Вопрос был задан столь сахарным тоном и до такой степени доброжелательно и благорасположенно, что у любого, ну или почти любого, зашедшего в этот магазин гражданина или гражданки не хватило бы духу чего-нибудь в нем не приобрести. Пусть даже и вовсе не нужного. Ведь не купить – значило обидеть этого добрейшего и достойнейшего человека, в высшей степени благожелательного к ним…
Владелец магазина, мещанин московской губернии Гирша, был сама любезность. Да и как могло быть иначе! Его магазинчик, располагающийся на втором этаже поповского пассажа, был в числе многих, которые продавали французскую одежду, и между ними шла борьба за каждого покупателя.

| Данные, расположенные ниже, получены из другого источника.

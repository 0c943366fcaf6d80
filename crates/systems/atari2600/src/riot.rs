//! RIOT (6532): 128 bytes of RAM, an interval timer, and two 8-bit I/O ports.
//!
//! RAM layout, interval timer post-underflow behaviour, the `Cell<bool>`
//! underflow-latch trick, and the port A/B "DDR-ORed-with-external-input"
//! read-back subtlety real RIOT hardware exhibits.

use serde::{Deserialize, Serialize};
use std::cell::Cell;

const RAM_SIZE: usize = 128;

fn serialize_ram<S: serde::Serializer>(ram: &[u8; RAM_SIZE], s: S) -> Result<S::Ok, S::Error> {
    ram.serialize(s)
}

fn deserialize_ram<'de, D: serde::Deserializer<'de>>(d: D) -> Result<[u8; RAM_SIZE], D::Error> {
    let v: Vec<u8> = Vec::deserialize(d)?;
    let mut out = [0u8; RAM_SIZE];
    let n = v.len().min(RAM_SIZE);
    out[..n].copy_from_slice(&v[..n]);
    Ok(out)
}

fn serialize_cell_bool<S: serde::Serializer>(c: &Cell<bool>, s: S) -> Result<S::Ok, S::Error> {
    c.get().serialize(s)
}

fn deserialize_cell_bool<'de, D: serde::Deserializer<'de>>(d: D) -> Result<Cell<bool>, D::Error> {
    Ok(Cell::new(bool::deserialize(d)?))
}

#[derive(Debug, Clone, Serialize, Deserialize)]
pub struct Riot {
    #[serde(serialize_with = "serialize_ram", deserialize_with = "deserialize_ram")]
    ram: [u8; RAM_SIZE],

    /// Output latch for port A (joysticks); only bits marked as outputs by
    /// `swacnt` actually drive pins.
    swcha_latch: u8,
    swacnt: u8,
    /// External input presented on port A (controller switches). Bits the
    /// DDR marks as outputs override this when read back.
    swcha_external: u8,

    swchb_latch: u8,
    swbcnt: u8,
    swchb_external: u8,

    timer_interval: u16,
    /// Countdown to the next INTIM decrement; reloaded to `timer_interval`
    /// after each prescaled decrement, forced to 1 for the single tick that
    /// carries INTIM from 0 into the post-underflow phase.
    prescaler: u16,
    /// The architecturally visible INTIM byte.
    intim: u8,
    /// Once INTIM has underflowed past zero it decrements once per tick
    /// (prescaler forced to 1) until a new value is written.
    post_underflow: bool,
    #[serde(serialize_with = "serialize_cell_bool", deserialize_with = "deserialize_cell_bool")]
    timer_underflowed: Cell<bool>,
    timer_irq_enabled: bool,
}

impl Default for Riot {
    fn default() -> Self {
        Self::new()
    }
}

impl Riot {
    pub fn new() -> Self {
        Self {
            ram: [0; RAM_SIZE],
            swcha_latch: 0,
            swacnt: 0,
            swcha_external: 0xFF,
            swchb_latch: 0,
            swbcnt: 0,
            swchb_external: 0xFF,
            timer_interval: 1,
            prescaler: 1,
            intim: 0,
            post_underflow: false,
            timer_underflowed: Cell::new(false),
            timer_irq_enabled: false,
        }
    }

    pub fn read_ram(&self, addr: u16) -> u8 {
        self.ram[(addr as usize) & (RAM_SIZE - 1)]
    }

    pub fn write_ram(&mut self, addr: u16, val: u8) {
        self.ram[(addr as usize) & (RAM_SIZE - 1)] = val;
    }

    /// Joystick / console-switch input simulation hook.
    pub fn set_port_a_external(&mut self, bits: u8) {
        self.swcha_external = bits;
    }

    pub fn set_port_b_external(&mut self, bits: u8) {
        self.swchb_external = bits;
    }

    fn port_value(latch: u8, ddr: u8, external: u8) -> u8 {
        (latch & ddr) | (external & !ddr)
    }

    pub fn read_io(&self, addr: u16) -> Option<u8> {
        match addr & 0x07 {
            0x00 => Some(Self::port_value(self.swcha_latch, self.swacnt, self.swcha_external)),
            0x01 => Some(self.swacnt),
            0x02 => Some(Self::port_value(self.swchb_latch, self.swbcnt, self.swchb_external)),
            0x03 => Some(self.swbcnt),
            0x04 => Some(self.intim),
            0x05 => {
                let flag = if self.timer_underflowed.get() { 0x80 } else { 0x00 };
                self.timer_underflowed.set(false);
                Some(flag)
            }
            _ => None,
        }
    }

    pub fn write_io(&mut self, addr: u16, val: u8) {
        match addr & 0x17 {
            0x00 => self.swcha_latch = val,
            0x01 => self.swacnt = val,
            0x02 => self.swchb_latch = val,
            0x03 => self.swbcnt = val,
            0x14 => self.set_timer(val, 1, false),
            0x15 => self.set_timer(val, 8, false),
            0x16 => self.set_timer(val, 64, false),
            0x17 => self.set_timer(val, 1024, false),
            0x1C => self.set_timer(val, 1, true),
            0x1D => self.set_timer(val, 8, true),
            0x1E => self.set_timer(val, 64, true),
            0x1F => self.set_timer(val, 1024, true),
            _ => {}
        }
    }

    fn set_timer(&mut self, val: u8, interval: u16, irq_enabled: bool) {
        self.timer_interval = interval;
        self.intim = val;
        self.prescaler = interval;
        self.post_underflow = false;
        self.timer_irq_enabled = irq_enabled;
        self.timer_underflowed.set(false);
    }

    pub fn timer_irq_asserted(&self) -> bool {
        self.timer_irq_enabled && self.timer_underflowed.get()
    }

    /// One colour clock, i.e. one RIOT cycle (RIOT runs at the CPU's 1/3rd
    /// colour-clock rate; the orchestrator only calls this on CPU cycles,
    /// see `orchestrator.rs`). INTIM only decrements once per `timer_interval`
    /// ticks while counting down; once it reaches zero the next tick wraps
    /// it to 0xFF, sets the underflow flag, and switches to decrementing
    /// every tick until the timer is rewritten.
    pub fn tick(&mut self) {
        if self.post_underflow {
            self.intim = self.intim.wrapping_sub(1);
            return;
        }
        self.prescaler -= 1;
        if self.prescaler == 0 {
            if self.intim == 0 {
                self.intim = 0xFF;
                self.post_underflow = true;
                self.timer_underflowed.set(true);
            } else {
                self.intim -= 1;
                self.prescaler = if self.intim == 0 { 1 } else { self.timer_interval };
            }
        }
    }
}

#[cfg(test)]
mod tests {
    use super::*;

    #[test]
    fn timer_underflow_after_n_times_interval() {
        let mut riot = Riot::new();
        riot.write_io(0x17, 5); // T1024T = 5 -> 5*1024 cycles to zero
        for _ in 0..5120 {
            riot.tick();
        }
        assert_eq!(riot.read_io(0x04), Some(0));
    }

    #[test]
    fn intim_reads_the_unscaled_value_mid_countdown() {
        let mut riot = Riot::new();
        riot.write_io(0x17, 5); // T1024T = 5
        assert_eq!(riot.read_io(0x04), Some(5)); // readable immediately, not *1024
        for _ in 0..2560 {
            riot.tick();
        }
        assert_eq!(riot.read_io(0x04), Some(3));
    }

    #[test]
    fn timer_wraps_to_ff_and_sets_flag_after_underflow() {
        let mut riot = Riot::new();
        riot.write_io(0x17, 5);
        for _ in 0..5121 {
            riot.tick();
        }
        assert_eq!(riot.read_io(0x04), Some(0xFF));
        assert_eq!(riot.read_io(0x05), Some(0x80));
    }

    #[test]
    fn underflow_flag_clears_on_read() {
        let mut riot = Riot::new();
        riot.write_io(0x17, 1);
        for _ in 0..1025 {
            riot.tick();
        }
        assert_eq!(riot.read_io(0x05), Some(0x80));
        assert_eq!(riot.read_io(0x05), Some(0x00));
    }

    #[test]
    fn port_a_output_bits_read_back_latch_input_bits_read_external() {
        let mut riot = Riot::new();
        riot.write_io(0x01, 0x0F); // DDRA: low nibble output, high nibble input
        riot.write_io(0x00, 0xFF); // latch all 1s
        riot.set_port_a_external(0x00); // external pulled low
        let v = riot.read_io(0x00).unwrap();
        assert_eq!(v & 0x0F, 0x0F); // output bits reflect latch
        assert_eq!(v & 0xF0, 0x00); // input bits reflect external pins
    }

    #[test]
    fn ram_mirrors_within_128_bytes() {
        let mut riot = Riot::new();
        riot.write_ram(0x00, 0x55);
        assert_eq!(riot.read_ram(0x80), 0x55);
    }
}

– Господин изволит задать несколько вопросов, – строго свел брови к переносице судебный следователь Воловцов, на которого сахарный тон владельца магазина ничуть не подействовал.
– Слушаю вас, – выпучил глаза Гирша, мгновенно поняв, что перед ним немалый судейский, а то и прокурорский чин (на полицейского Иван Федорович никак не походил), а вовсе не рядовой покупатель. А стало быть, и вести себя надлежит иначе: внимательно слушать, отвечать на все предложенные вопросы и кипеть праведной ненавистью к разного рода беззаконным личностям и правонарушителям.
– Меня интересует ваш клиент Александр Кара, – начал Воловцов. – Знаете такого?
– Ну, как же, конечно, знаю, – сотворил еще более сладкую улыбку Гирша. – Очень хороший и вежливый молодой человек, что в наше время, увы, стало встречаться все реже и реже. И вы знаете, это меня крайне печалит. Я не стану утверждать, что в скором времени люди перестанут здороваться и уступать женщинам и старикам дорогу, но все же поведение их внушает мне крайнее опасение, что дальше будет хуже, чем уже есть… А что именно вас интересует, господин…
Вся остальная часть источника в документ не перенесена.